**Exercise:**
Which lines of the listing below contain the word "that"? Copy each of them.

-- -- --

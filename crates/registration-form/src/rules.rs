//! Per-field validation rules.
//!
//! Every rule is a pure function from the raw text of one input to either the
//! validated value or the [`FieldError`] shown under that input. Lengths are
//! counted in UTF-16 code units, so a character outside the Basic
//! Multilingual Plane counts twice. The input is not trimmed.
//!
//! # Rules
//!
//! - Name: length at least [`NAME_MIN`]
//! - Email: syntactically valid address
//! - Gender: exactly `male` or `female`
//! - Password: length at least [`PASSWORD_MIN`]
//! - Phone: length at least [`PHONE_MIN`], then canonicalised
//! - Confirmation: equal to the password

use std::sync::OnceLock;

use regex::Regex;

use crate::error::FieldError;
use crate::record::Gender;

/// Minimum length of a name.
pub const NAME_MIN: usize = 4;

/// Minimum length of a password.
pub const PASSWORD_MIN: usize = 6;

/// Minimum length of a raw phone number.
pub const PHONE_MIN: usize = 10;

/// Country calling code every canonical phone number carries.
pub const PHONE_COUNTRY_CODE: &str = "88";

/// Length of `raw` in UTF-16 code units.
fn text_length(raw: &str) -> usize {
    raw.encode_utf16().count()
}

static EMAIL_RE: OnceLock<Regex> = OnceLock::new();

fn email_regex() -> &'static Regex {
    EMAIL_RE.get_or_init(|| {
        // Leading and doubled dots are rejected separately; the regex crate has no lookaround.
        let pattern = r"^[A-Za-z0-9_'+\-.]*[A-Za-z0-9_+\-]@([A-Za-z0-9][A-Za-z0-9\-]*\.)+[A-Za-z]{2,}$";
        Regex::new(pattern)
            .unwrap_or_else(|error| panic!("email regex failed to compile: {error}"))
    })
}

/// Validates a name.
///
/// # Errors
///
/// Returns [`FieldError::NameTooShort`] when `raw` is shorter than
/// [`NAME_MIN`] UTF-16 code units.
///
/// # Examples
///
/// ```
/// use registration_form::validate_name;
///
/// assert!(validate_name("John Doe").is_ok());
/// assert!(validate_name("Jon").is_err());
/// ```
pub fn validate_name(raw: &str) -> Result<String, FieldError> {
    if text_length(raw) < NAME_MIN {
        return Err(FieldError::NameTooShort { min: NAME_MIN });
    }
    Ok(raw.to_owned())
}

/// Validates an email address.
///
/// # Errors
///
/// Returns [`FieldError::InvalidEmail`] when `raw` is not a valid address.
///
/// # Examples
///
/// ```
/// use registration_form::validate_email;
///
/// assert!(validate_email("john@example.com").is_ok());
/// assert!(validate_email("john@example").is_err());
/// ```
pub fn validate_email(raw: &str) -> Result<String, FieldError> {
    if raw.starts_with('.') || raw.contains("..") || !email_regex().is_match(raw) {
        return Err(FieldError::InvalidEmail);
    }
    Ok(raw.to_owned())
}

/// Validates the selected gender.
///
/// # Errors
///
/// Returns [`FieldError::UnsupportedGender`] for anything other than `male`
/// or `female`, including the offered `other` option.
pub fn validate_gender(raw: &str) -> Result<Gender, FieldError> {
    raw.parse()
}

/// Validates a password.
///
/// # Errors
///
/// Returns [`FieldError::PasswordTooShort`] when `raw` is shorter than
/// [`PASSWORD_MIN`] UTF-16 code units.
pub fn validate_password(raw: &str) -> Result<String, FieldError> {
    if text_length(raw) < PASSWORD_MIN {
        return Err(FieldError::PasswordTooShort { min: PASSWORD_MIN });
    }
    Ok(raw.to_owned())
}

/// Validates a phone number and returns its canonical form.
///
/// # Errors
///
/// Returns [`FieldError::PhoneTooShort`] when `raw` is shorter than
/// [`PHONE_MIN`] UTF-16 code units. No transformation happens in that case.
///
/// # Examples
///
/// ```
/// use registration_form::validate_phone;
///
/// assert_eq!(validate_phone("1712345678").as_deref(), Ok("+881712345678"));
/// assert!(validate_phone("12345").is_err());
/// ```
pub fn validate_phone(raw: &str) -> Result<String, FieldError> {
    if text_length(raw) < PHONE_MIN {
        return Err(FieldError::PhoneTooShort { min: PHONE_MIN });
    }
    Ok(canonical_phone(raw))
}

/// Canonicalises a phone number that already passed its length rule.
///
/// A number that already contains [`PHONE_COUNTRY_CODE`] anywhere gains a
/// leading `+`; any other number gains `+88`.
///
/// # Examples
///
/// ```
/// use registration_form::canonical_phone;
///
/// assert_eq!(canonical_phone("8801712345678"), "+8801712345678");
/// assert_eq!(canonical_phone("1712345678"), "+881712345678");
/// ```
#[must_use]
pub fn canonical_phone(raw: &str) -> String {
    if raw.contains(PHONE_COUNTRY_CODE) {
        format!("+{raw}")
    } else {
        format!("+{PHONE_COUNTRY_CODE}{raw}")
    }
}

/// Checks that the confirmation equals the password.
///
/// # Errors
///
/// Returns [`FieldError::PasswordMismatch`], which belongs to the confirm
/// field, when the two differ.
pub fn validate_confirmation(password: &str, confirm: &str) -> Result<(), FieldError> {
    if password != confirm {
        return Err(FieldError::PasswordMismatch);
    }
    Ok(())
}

-- -- --

**Output of the task:**
//! validated value or the [`FieldError`] shown under that input. Lengths are
/// [`PHONE_MIN`] UTF-16 code units. No transformation happens in that case.
/// Canonicalises a phone number that already passed its length rule.
/// A number that already contains [`PHONE_COUNTRY_CODE`] anywhere gains a
/// Checks that the confirmation equals the password.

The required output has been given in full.